Signaling models for dopamine-dependent temporal contiguity in striatal synaptic plasticity
Fig 5
Smallness of spines was important for short-term PKA activity and its time window.
(A) Domain size affects cAMP dynamics. Spines/thin dendrites are small (radius r = ~0.1 μm), thus having small cytosolic volumes per membrane area (top). The membrane AC1 activity rapidly increases cytosolic cAMP level (the number density of black points), which is rapidly decreased by the membrane PDE. In the somas, cAMP level is increased by the membrane AC5, and slowly decreased by the membrane PDE (bottom). The cAMP levels (the number density of black points per cytosolic volume) are detected by PKA. (B) PKA activities (AKAR2-CR) in the spines and somas in the experiment [4]. Here, DA denotes DA burst, AP designates postsynaptic burst, and papaverine is a PDE inhibitor.
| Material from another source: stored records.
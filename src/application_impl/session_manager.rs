use crate::application_port::{AuthError, NO_REFRESH_TOKEN, SESSION_ENDED, SessionService};
use crate::domain_model::{
    AccessToken, AuthUser, Credentials, DecodedToken, RefreshToken, Session, TokenStore,
};
use crate::domain_port::{ACCESS_TOKEN_COOKIE, AuthApi, Cookie, REFRESH_TOKEN_COOKIE, SessionStore};
use std::sync::Arc;
use std::sync::atomic::{AtomicUsize, Ordering};
use tokio::sync::Mutex;
use tracing::{debug, info, instrument, warn};

pub struct AuthSessionManager {
    api: Arc<dyn AuthApi>,
    store: Arc<dyn SessionStore>,
    tokens: TokenStore,
    pending: AtomicUsize,
    // Orders session changes with their cookie writes.
    writes: Mutex<()>,
}

/// Marks the manager as loading for as long as it lives.
struct LoadingGuard<'a>(&'a AtomicUsize);

impl<'a> LoadingGuard<'a> {
    fn enter(counter: &'a AtomicUsize) -> Self {
        counter.fetch_add(1, Ordering::SeqCst);
        LoadingGuard(counter)
    }
}

impl Drop for LoadingGuard<'_> {
    fn drop(&mut self) {
        self.0.fetch_sub(1, Ordering::SeqCst);
    }
}

impl AuthSessionManager {
    pub fn new(api: Arc<dyn AuthApi>, store: Arc<dyn SessionStore>) -> Self {
        Self {
            api,
            store,
            tokens: TokenStore::new(),
            pending: AtomicUsize::new(0),
            writes: Mutex::new(()),
        }
    }

    pub fn tokens(&self) -> &TokenStore {
        &self.tokens
    }

    async fn persist(&self, cookie: Cookie) {
        let name = cookie.name.clone();
        if let Err(e) = self.store.set(cookie).await {
            warn!("failed to persist {}: {}", name, e);
        }
    }

    async fn forget(&self, name: &str) {
        if let Err(e) = self.store.clear(name).await {
            warn!("failed to clear {}: {}", name, e);
        }
    }

    async fn load(&self, name: &str) -> Option<String> {
        match self.store.get(name).await {
            Ok(value) => value,
            Err(e) => {
                warn!("failed to read {}: {}", name, e);
                None
            }
        }
    }

    async fn clear_all(&self) {
        let _writes = self.writes.lock().await;
        self.tokens.clear();
        self.forget(ACCESS_TOKEN_COOKIE).await;
        self.forget(REFRESH_TOKEN_COOKIE).await;
    }
}

#[async_trait::async_trait]
impl SessionService for AuthSessionManager {
    #[instrument(skip(self))]
    async fn login(&self, credentials: Credentials) -> Result<Session, AuthError> {
        let _loading = LoadingGuard::enter(&self.pending);

        let pair = self.api.login(&credentials).await.map_err(|e| {
            debug!("login rejected: {}", e);
            AuthError::InvalidCredentials(e.upstream_message())
        })?;

        let user = DecodedToken::decode(&pair.access_token)
            .map_err(|e| AuthError::InvalidCredentials(e.to_string()))?
            .user();

        let _writes = self.writes.lock().await;
        self.tokens.set_session(
            pair.access_token.clone(),
            pair.refresh_token.clone(),
            user.clone(),
        );
        self.persist(Cookie::access_token(pair.access_token.0)).await;
        self.persist(Cookie::refresh_token(pair.refresh_token.0)).await;

        info!(user_id = %user.id, "signed in");
        Ok(self.tokens.snapshot())
    }

    #[instrument(skip(self))]
    async fn refresh_access_token(&self) -> Result<AccessToken, AuthError> {
        let Some((refresh_token, epoch)) = self.tokens.refresh_ticket() else {
            return Err(AuthError::RefreshFailed(NO_REFRESH_TOKEN.to_string()));
        };
        let _loading = LoadingGuard::enter(&self.pending);

        let access_token = self
            .api
            .refresh(&refresh_token)
            .await
            .map_err(|e| AuthError::RefreshFailed(e.upstream_message()))?;

        let user = DecodedToken::decode(&access_token)
            .map_err(|e| AuthError::RefreshFailed(e.to_string()))?
            .user();

        let _writes = self.writes.lock().await;
        if !self.tokens.replace_access_in(epoch, access_token.clone(), user) {
            debug!("session changed while refreshing, discarding new token");
            return Err(AuthError::RefreshFailed(SESSION_ENDED.to_string()));
        }
        self.persist(Cookie::access_token(access_token.as_str())).await;

        debug!("access token refreshed");
        Ok(access_token)
    }

    #[instrument(skip(self))]
    async fn logout(&self) {
        let _loading = LoadingGuard::enter(&self.pending);

        match self.tokens.refresh_token() {
            Some(refresh_token) => {
                if let Err(e) = self.api.logout(&refresh_token).await {
                    warn!("logout request failed: {}", e);
                }
            }
            None => debug!("no refresh token to revoke"),
        }

        self.clear_all().await;
        info!("signed out");
    }

    #[instrument(skip(self))]
    async fn initialize(&self) {
        let access = self.load(ACCESS_TOKEN_COOKIE).await.map(AccessToken);
        let refresh = self.load(REFRESH_TOKEN_COOKIE).await.map(RefreshToken);

        let Some(access) = access else {
            self.tokens.restore(None, refresh);
            debug!("no stored access token");
            return;
        };

        let expired = DecodedToken::decode(&access)
            .map(|decoded| decoded.is_expired_at(chrono::Utc::now().timestamp_millis()))
            .unwrap_or(true);
        self.tokens.restore(Some(access), refresh);

        if !expired {
            debug!("restored session");
            return;
        }

        // Nothing is on screen yet, so a failed refresh only drops the session.
        if let Err(e) = self.refresh_access_token().await {
            info!("stored session could not be refreshed: {}", e);
            self.clear_all().await;
        }
    }

    fn is_authenticated(&self) -> bool {
        self.tokens.is_authenticated()
    }

    fn is_expired(&self) -> bool {
        self.tokens.is_expired()
    }

    fn is_loading(&self) -> bool {
        self.pending.load(Ordering::SeqCst) > 0
    }

    fn has_role(&self, role: &str) -> bool {
        self.tokens
            .user()
            .map(|user| user.has_role(role))
            .unwrap_or(false)
    }

    fn access_token(&self) -> Option<AccessToken> {
        self.tokens.access_token()
    }

    fn current_user(&self) -> Option<AuthUser> {
        self.tokens.user()
    }

    fn session(&self) -> Session {
        self.tokens.snapshot()
    }
}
The data were taken from the experiment by Yagishita et al. [4]. (C) The simulated PKA activity dynamics with (red dotted lines) and without (black lines) an 80% decrease in PDE. (D–G) Small domain size is necessary for the short time window for PKA activity. (D) A spherical domain with the radius (r). In this domain, pre–post pairing activated VGCCs and NMDARs, increasing cytosolic Ca2+ level for AC1 activation, while DA burst activated AC1 via membrane Golf. (E) Time windows for the PKA activity in the domain with the indicated radiuses r. (F) Ca2+ dynamics with the radiuses r indicated in (E). (G) Radius dependence of FWHMs of the time windows. The FWHMs under a fixed Ca2+ dynamics (same in the case of r = 0.1 μm) were also plotted (dashed line).